Record extracts:
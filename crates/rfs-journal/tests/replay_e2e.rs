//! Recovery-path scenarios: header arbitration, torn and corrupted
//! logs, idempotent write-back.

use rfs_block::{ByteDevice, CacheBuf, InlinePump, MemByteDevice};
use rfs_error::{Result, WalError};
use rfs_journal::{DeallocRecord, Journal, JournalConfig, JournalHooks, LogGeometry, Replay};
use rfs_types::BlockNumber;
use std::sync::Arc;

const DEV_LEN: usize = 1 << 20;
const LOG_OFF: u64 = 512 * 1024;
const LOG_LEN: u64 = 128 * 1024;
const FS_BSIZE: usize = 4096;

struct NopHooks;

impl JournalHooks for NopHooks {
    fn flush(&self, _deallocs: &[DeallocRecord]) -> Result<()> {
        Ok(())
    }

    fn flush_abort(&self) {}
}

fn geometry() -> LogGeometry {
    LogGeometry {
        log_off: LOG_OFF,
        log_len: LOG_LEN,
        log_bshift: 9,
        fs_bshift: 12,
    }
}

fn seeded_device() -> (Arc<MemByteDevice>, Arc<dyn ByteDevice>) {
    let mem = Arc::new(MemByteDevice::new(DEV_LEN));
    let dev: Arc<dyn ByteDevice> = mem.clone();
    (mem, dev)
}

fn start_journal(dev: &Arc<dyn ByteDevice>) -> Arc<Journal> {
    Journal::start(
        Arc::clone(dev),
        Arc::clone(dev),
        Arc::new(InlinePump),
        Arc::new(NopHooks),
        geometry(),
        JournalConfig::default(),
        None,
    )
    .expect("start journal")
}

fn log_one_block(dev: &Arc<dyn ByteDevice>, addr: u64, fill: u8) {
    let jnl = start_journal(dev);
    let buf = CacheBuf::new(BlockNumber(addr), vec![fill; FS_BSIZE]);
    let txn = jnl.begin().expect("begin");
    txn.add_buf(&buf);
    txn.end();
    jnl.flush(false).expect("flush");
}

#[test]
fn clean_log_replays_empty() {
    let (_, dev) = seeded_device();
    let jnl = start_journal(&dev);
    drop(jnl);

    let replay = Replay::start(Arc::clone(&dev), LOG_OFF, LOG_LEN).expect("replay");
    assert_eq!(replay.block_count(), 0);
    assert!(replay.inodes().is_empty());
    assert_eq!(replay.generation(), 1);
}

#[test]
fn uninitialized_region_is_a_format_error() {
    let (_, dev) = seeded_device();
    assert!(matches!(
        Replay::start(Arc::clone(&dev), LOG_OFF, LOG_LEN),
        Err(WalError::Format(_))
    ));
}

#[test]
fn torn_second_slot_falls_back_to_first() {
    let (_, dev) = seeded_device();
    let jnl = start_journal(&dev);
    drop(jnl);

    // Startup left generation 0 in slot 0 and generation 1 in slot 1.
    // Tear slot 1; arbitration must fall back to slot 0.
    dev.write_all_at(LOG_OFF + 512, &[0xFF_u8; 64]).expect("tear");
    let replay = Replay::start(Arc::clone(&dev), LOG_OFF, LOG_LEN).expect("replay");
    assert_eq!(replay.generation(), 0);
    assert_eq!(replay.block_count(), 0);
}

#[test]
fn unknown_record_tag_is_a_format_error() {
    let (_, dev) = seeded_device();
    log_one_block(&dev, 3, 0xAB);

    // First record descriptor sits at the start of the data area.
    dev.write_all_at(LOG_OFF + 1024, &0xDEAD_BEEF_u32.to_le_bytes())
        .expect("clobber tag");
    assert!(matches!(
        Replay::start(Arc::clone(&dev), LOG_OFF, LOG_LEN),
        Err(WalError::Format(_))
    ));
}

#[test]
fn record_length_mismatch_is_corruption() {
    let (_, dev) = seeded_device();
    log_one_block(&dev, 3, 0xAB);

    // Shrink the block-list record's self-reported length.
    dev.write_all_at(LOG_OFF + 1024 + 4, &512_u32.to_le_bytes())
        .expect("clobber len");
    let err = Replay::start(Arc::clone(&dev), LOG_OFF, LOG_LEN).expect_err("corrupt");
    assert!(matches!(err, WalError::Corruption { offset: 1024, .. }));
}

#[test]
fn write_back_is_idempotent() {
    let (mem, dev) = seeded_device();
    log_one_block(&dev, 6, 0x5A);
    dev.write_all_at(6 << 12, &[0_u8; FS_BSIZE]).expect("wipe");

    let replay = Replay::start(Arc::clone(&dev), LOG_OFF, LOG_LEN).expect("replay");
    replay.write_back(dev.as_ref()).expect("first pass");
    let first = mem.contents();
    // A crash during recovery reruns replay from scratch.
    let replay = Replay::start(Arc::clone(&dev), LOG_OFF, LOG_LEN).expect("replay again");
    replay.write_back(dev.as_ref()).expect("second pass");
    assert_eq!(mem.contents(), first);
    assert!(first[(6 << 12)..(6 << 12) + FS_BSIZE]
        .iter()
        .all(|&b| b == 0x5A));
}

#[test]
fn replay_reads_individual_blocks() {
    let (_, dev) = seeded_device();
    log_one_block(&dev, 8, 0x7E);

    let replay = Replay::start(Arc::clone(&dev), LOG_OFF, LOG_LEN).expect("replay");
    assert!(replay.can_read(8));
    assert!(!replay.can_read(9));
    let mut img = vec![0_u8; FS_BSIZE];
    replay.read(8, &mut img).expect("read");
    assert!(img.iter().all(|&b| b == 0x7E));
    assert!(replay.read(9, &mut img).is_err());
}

...

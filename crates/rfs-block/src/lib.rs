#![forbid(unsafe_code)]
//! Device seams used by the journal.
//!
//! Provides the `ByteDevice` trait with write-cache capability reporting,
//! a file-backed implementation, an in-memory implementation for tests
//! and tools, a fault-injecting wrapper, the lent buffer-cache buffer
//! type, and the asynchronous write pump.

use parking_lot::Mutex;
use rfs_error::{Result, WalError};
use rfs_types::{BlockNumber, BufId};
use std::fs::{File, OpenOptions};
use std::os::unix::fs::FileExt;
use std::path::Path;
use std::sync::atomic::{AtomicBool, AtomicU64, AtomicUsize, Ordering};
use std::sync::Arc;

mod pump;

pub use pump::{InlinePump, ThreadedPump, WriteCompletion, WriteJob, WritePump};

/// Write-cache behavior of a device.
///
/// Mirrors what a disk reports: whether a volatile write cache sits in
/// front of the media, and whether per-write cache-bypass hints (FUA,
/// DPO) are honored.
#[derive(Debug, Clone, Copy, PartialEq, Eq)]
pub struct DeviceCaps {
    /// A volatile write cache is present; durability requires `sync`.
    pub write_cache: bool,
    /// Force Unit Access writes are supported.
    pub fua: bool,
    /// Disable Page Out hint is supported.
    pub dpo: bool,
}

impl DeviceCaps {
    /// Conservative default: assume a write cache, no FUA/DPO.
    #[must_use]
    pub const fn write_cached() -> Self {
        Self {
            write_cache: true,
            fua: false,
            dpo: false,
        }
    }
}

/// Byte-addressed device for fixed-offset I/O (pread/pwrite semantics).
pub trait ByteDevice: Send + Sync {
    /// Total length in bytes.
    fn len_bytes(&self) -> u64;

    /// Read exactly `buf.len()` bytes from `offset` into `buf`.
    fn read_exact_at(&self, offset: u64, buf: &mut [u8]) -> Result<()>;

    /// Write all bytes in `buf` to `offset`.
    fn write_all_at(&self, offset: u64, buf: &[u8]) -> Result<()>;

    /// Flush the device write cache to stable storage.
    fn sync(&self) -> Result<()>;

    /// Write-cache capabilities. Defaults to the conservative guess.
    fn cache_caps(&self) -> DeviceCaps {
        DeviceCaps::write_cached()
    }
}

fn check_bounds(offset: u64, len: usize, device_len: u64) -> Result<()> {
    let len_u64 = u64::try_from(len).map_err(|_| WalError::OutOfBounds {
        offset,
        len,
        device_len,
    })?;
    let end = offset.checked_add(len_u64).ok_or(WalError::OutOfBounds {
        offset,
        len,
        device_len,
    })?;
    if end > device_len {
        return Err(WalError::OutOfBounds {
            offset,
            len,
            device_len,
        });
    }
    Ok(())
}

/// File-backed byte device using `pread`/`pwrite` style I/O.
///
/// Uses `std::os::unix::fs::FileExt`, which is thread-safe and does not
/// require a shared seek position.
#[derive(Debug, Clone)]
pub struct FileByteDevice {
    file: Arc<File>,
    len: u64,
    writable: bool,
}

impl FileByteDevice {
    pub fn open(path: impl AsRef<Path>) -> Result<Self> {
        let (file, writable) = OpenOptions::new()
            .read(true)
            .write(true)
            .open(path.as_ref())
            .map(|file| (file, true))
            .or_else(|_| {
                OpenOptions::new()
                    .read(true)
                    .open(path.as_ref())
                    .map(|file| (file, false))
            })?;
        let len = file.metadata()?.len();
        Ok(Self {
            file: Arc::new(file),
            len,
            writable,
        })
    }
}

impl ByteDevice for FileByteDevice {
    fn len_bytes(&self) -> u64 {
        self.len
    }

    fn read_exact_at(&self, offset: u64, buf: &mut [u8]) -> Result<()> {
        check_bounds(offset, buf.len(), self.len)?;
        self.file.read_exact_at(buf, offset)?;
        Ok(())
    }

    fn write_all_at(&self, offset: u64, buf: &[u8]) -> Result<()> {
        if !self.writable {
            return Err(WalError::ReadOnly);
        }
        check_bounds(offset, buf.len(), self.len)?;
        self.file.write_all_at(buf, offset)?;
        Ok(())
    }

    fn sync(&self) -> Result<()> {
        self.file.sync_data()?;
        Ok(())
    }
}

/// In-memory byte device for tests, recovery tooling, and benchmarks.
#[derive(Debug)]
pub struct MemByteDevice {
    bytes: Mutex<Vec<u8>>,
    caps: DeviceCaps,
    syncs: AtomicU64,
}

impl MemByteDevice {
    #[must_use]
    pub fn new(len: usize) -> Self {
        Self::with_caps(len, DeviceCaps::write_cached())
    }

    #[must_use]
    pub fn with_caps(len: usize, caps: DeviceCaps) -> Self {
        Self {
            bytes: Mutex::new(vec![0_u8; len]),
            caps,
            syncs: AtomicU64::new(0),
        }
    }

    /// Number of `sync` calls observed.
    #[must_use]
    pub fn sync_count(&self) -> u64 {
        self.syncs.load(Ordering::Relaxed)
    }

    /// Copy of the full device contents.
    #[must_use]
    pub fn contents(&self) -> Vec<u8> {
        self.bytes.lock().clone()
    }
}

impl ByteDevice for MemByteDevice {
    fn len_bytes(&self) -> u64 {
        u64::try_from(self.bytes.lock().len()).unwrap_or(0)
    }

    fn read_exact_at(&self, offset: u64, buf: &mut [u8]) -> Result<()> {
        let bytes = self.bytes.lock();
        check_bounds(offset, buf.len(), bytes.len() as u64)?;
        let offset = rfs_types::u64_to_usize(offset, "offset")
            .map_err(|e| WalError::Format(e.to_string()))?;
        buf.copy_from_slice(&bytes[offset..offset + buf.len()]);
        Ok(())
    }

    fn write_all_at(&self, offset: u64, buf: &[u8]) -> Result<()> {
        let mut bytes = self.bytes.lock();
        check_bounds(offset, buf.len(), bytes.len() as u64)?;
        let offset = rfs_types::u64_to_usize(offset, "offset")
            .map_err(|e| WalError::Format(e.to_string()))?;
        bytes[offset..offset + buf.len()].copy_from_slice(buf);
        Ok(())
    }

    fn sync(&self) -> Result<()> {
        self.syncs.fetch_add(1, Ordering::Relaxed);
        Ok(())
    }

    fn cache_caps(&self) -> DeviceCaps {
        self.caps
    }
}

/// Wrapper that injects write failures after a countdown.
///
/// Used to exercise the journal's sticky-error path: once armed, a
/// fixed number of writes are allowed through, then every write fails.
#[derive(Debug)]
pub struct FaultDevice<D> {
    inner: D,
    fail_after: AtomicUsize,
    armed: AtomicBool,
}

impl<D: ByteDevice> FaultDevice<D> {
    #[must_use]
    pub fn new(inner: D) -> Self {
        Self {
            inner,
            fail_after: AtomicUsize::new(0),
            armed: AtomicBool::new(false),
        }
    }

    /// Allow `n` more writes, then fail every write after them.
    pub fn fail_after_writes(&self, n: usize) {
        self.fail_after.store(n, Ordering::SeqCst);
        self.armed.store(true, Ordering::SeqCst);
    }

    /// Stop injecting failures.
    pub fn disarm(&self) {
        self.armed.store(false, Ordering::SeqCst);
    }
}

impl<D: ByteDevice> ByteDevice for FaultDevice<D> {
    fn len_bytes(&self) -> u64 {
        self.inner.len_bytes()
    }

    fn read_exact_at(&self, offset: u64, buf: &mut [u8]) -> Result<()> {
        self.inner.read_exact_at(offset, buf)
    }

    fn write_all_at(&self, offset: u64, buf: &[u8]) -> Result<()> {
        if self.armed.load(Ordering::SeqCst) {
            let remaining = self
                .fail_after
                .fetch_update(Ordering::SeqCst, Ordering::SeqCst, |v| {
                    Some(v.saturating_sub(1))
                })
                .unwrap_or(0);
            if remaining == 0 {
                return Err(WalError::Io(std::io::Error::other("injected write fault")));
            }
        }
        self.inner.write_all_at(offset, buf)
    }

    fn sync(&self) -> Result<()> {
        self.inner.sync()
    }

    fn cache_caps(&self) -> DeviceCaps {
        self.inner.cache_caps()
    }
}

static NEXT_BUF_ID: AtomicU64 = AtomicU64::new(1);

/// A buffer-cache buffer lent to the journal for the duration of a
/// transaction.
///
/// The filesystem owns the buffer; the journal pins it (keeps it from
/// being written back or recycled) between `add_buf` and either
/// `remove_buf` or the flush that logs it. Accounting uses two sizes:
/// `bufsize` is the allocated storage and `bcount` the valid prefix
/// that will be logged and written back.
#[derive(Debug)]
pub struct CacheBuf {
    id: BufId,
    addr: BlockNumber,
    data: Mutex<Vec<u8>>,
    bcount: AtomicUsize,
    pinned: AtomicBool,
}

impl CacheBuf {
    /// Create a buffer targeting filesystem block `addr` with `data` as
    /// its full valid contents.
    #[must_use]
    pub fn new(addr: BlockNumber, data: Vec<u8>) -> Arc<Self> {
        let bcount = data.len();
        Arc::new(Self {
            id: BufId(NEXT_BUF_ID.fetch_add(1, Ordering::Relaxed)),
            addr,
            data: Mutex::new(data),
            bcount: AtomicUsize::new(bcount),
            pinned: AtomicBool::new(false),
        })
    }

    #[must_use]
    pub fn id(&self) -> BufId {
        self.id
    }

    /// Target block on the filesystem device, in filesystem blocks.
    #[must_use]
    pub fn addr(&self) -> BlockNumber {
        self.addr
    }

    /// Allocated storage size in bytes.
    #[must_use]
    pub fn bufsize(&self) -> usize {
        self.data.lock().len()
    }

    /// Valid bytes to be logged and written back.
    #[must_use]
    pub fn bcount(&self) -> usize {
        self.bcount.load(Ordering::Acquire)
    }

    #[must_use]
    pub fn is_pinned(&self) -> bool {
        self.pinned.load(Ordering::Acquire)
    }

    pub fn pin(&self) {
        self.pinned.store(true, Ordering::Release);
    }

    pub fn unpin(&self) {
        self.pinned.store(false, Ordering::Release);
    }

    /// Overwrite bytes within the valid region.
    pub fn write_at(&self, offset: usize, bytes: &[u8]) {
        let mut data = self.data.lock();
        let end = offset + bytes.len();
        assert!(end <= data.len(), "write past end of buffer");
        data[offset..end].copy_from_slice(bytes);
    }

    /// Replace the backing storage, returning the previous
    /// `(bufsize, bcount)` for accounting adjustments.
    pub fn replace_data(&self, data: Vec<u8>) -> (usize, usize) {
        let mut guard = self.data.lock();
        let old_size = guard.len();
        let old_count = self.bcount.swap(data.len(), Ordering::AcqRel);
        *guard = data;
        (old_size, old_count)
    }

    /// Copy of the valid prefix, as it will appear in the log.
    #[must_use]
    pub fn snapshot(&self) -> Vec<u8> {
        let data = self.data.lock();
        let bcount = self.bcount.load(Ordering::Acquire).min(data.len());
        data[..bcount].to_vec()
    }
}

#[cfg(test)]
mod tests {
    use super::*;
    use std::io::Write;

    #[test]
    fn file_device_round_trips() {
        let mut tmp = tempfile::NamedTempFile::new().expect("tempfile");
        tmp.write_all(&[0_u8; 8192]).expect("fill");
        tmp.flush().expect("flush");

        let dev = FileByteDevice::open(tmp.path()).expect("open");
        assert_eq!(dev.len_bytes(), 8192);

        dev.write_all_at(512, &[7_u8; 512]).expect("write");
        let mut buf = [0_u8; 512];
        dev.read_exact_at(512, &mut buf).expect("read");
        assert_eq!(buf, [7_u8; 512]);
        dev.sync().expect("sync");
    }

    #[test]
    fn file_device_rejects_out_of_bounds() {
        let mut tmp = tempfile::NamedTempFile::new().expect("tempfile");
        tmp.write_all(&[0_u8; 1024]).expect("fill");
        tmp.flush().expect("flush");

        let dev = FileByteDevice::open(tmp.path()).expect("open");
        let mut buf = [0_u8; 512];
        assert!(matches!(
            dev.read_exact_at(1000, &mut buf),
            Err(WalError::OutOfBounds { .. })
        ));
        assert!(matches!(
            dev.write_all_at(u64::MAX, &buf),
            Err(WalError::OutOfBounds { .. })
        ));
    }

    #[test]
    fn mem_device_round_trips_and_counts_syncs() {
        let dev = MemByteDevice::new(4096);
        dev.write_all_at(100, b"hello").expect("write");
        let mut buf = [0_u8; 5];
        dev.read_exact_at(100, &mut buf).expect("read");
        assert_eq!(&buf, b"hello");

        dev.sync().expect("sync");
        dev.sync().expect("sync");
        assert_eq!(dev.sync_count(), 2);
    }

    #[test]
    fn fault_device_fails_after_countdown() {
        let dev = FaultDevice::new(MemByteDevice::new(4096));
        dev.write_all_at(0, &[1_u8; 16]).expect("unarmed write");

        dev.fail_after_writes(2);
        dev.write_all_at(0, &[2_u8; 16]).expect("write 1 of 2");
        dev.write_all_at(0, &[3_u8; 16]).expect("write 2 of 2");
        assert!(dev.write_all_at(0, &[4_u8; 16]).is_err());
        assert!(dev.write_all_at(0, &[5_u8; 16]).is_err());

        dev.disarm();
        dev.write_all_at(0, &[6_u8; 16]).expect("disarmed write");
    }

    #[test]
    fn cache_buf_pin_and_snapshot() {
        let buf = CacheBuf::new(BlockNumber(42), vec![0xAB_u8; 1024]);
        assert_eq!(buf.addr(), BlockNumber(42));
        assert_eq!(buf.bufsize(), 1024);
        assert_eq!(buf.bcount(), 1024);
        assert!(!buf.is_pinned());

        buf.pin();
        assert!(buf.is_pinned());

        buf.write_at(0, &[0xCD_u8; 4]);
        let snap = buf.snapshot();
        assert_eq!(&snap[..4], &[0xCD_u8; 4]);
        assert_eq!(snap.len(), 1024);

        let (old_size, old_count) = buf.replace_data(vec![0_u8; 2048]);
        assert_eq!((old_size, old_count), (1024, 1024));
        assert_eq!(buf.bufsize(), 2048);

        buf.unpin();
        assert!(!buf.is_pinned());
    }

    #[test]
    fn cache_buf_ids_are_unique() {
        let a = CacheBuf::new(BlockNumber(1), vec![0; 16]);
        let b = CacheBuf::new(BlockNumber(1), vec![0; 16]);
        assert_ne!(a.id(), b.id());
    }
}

* * *

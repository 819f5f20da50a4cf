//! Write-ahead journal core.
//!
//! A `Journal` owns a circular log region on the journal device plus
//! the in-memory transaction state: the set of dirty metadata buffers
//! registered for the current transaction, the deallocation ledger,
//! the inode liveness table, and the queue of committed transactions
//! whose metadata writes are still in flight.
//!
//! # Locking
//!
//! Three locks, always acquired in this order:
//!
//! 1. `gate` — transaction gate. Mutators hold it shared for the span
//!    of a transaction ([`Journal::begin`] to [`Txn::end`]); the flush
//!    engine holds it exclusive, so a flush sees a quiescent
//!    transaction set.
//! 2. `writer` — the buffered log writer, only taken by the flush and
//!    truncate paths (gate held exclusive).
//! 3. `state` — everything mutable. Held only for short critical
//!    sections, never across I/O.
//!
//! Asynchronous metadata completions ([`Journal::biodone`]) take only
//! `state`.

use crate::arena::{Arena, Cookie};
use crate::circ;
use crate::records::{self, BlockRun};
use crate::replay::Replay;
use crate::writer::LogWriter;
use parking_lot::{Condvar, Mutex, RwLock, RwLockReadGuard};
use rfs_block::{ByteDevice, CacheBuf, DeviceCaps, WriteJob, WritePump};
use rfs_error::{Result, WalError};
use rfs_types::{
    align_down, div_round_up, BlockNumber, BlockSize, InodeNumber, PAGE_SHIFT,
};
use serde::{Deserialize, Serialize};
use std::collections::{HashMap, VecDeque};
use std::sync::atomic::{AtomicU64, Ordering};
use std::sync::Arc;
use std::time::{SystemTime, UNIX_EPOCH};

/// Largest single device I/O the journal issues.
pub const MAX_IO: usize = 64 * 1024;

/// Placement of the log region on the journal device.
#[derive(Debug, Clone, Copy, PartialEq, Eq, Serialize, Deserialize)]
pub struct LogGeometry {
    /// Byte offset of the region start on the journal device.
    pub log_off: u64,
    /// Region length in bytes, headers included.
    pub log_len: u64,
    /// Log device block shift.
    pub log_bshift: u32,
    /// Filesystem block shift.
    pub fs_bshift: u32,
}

What you should do: In the data above, find each line that has the word "contents" and copy it out.

Exercise solution:
    let first = mem.contents();
    assert_eq!(mem.contents(), first);
    /// Copy of the full device contents.
    pub fn contents(&self) -> Vec<u8> {
    /// its full valid contents.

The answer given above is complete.